* _Task goal_
Please restate each entry below, word for word.

* _Dataset content_
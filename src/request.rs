//! Inference request payload and boundary checks
//!
//! Parses the JSON body clients send, enforces the content negotiation rules
//! of the model endpoint and applies the gateway's out-of-bounds GPS policy.

use crate::error::{PredictError, PredictResult};
use crate::reading::Reading;
use crate::season::Season;
use crate::zones::{GeoPoint, HALIFAX_BOUNDS};
use serde::{Deserialize, Serialize};
use std::str::FromStr;

pub const JSON_CONTENT_TYPE: &str = "application/json";

/// Inference request body
///
/// `salinity_psu` defaults to 32.5. `latitude`/`longitude` may be omitted or
/// `null`; a GPS override needs both of them.
#[derive(Debug, Clone, Deserialize, Serialize)]
pub struct PredictionRequest {
    pub temperature_degree_c: f64,
    #[serde(default)]
    pub salinity_psu: Option<f64>,
    pub season: Season,
    #[serde(default)]
    pub latitude: Option<f64>,
    #[serde(default)]
    pub longitude: Option<f64>,
}

impl PredictionRequest {
    /// Parse a raw JSON body, mapping every parse failure to a validation error
    pub fn from_json(body: &[u8]) -> PredictResult<Self> {
        serde_json::from_slice(body)
            .map_err(|e| PredictError::Validation(format!("error parsing input: {}", e)))
    }

    pub fn into_reading(self) -> PredictResult<Reading> {
        let reading = Reading::new(self.temperature_degree_c, self.salinity_psu, self.season);

        match (self.latitude, self.longitude) {
            (Some(lat), Some(lon)) => Ok(reading.with_gps(lat, lon)),
            (None, None) => Ok(reading),
            (lat, lon) => {
                tracing::debug!(
                    "Ignoring incomplete GPS pair (latitude {:?}, longitude {:?})",
                    lat,
                    lon
                );
                Ok(reading)
            }
        }
    }
}

/// Treatment of supplied coordinates that fall outside `HALIFAX_BOUNDS`
#[derive(Debug, Clone, Copy, PartialEq, Eq, Default)]
pub enum GpsPolicy {
    /// Pass the reading on; the engine keeps the classifier's zone
    #[default]
    Fallback,
    /// Refuse the request with a validation error
    Reject,
}

impl FromStr for GpsPolicy {
    type Err = anyhow::Error;

    fn from_str(s: &str) -> anyhow::Result<Self> {
        match s.trim().to_ascii_lowercase().as_str() {
            "fallback" => Ok(GpsPolicy::Fallback),
            "reject" => Ok(GpsPolicy::Reject),
            other => anyhow::bail!("unknown GPS policy '{}' (expected fallback or reject)", other),
        }
    }
}

impl GpsPolicy {
    pub fn apply(&self, reading: &Reading) -> PredictResult<()> {
        match (self, reading.gps) {
            (GpsPolicy::Reject, Some(point)) if !HALIFAX_BOUNDS.contains(&point) => {
                Err(out_of_bounds(&point))
            }
            _ => Ok(()),
        }
    }
}

fn out_of_bounds(point: &GeoPoint) -> PredictError {
    PredictError::Validation(format!(
        "Coordinates outside Halifax bounds ({}, {})",
        point.lat, point.lon
    ))
}

/// Media type without parameters, lowercased
fn essence(value: &str) -> String {
    value.split(';').next().unwrap_or("").trim().to_ascii_lowercase()
}

/// Request bodies must be JSON
pub fn check_content_type(content_type: Option<&str>) -> PredictResult<()> {
    match content_type {
        Some(ct) if essence(ct) == JSON_CONTENT_TYPE => Ok(()),
        Some(ct) => Err(PredictError::UnsupportedMediaType(ct.to_string())),
        None => Err(PredictError::UnsupportedMediaType("missing content type".to_string())),
    }
}

/// Responses are JSON only; absent or wildcard accept is fine
pub fn check_accept(accept: Option<&str>) -> PredictResult<()> {
    let Some(accept) = accept else {
        return Ok(());
    };

    let acceptable = accept
        .split(',')
        .map(essence)
        .any(|media| media == JSON_CONTENT_TYPE || media == "*/*" || media == "application/*");

    if acceptable {
        Ok(())
    } else {
        Err(PredictError::NotAcceptable(accept.to_string()))
    }
}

* _Response for this exercise_
filename src/request.rs
//! Inference request payload and boundary checks
//!
//! Parses the JSON body clients send, enforces the content negotiation rules
//! of the model endpoint and applies the gateway's out-of-bounds GPS policy.

use crate::error::{PredictError, PredictResult};
use crate::reading::Reading;
use crate::season::Season;
use crate::zones::{GeoPoint, HALIFAX_BOUNDS};
use serde::{Deserialize, Serialize};
use std::str::FromStr;

pub const JSON_CONTENT_TYPE: &str = "application/json";

/// Inference request body
///
/// `salinity_psu` defaults to 32.5. `latitude`/`longitude` may be omitted or
/// `null`; a GPS override needs both of them.
#[derive(Debug, Clone, Deserialize, Serialize)]
pub struct PredictionRequest {
    pub temperature_degree_c: f64,
    #[serde(default)]
    pub salinity_psu: Option<f64>,
    pub season: Season,
    #[serde(default)]
    pub latitude: Option<f64>,
    #[serde(default)]
    pub longitude: Option<f64>,
}

impl PredictionRequest {
    /// Parse a raw JSON body, mapping every parse failure to a validation error
    pub fn from_json(body: &[u8]) -> PredictResult<Self> {
        serde_json::from_slice(body)
            .map_err(|e| PredictError::Validation(format!("error parsing input: {}", e)))
    }

    pub fn into_reading(self) -> PredictResult<Reading> {
        let reading = Reading::new(self.temperature_degree_c, self.salinity_psu, self.season);

        match (self.latitude, self.longitude) {
            (Some(lat), Some(lon)) => Ok(reading.with_gps(lat, lon)),
            (None, None) => Ok(reading),
            (lat, lon) => {
                tracing::debug!(
                    "Ignoring incomplete GPS pair (latitude {:?}, longitude {:?})",
                    lat,
                    lon
                );
                Ok(reading)
            }
        }
    }
}

/// Treatment of supplied coordinates that fall outside `HALIFAX_BOUNDS`
#[derive(Debug, Clone, Copy, PartialEq, Eq, Default)]
pub enum GpsPolicy {
    /// Pass the reading on; the engine keeps the classifier's zone
    #[default]
    Fallback,
    /// Refuse the request with a validation error
    Reject,
}

impl FromStr for GpsPolicy {
    type Err = anyhow::Error;

    fn from_str(s: &str) -> anyhow::Result<Self> {
        match s.trim().to_ascii_lowercase().as_str() {
            "fallback" => Ok(GpsPolicy::Fallback),
            "reject" => Ok(GpsPolicy::Reject),
            other => anyhow::bail!("unknown GPS policy '{}' (expected fallback or reject)", other),
        }
    }
}

impl GpsPolicy {
    pub fn apply(&self, reading: &Reading) -> PredictResult<()> {
        match (self, reading.gps) {
            (GpsPolicy::Reject, Some(point)) if !HALIFAX_BOUNDS.contains(&point) => {
                Err(out_of_bounds(&point))
            }
            _ => Ok(()),
        }
    }
}

fn out_of_bounds(point: &GeoPoint) -> PredictError {
    PredictError::Validation(format!(
        "Coordinates outside Halifax bounds ({}, {})",
        point.lat, point.lon
    ))
}

/// Media type without parameters, lowercased
fn essence(value: &str) -> String {
    value.split(';').next().unwrap_or("").trim().to_ascii_lowercase()
}

/// Request bodies must be JSON
pub fn check_content_type(content_type: Option<&str>) -> PredictResult<()> {
    match content_type {
        Some(ct) if essence(ct) == JSON_CONTENT_TYPE => Ok(()),
        Some(ct) => Err(PredictError::UnsupportedMediaType(ct.to_string())),
        None => Err(PredictError::UnsupportedMediaType("missing content type".to_string())),
    }
}

/// Responses are JSON only; absent or wildcard accept is fine
pub fn check_accept(accept: Option<&str>) -> PredictResult<()> {
    let Some(accept) = accept else {
        return Ok(());
    };

    let acceptable = accept
        .split(',')
        .map(essence)
        .any(|media| media == JSON_CONTENT_TYPE || media == "*/*" || media == "application/*");

    if acceptable {
        Ok(())
    } else {
        Err(PredictError::NotAcceptable(accept.to_string()))
    }
}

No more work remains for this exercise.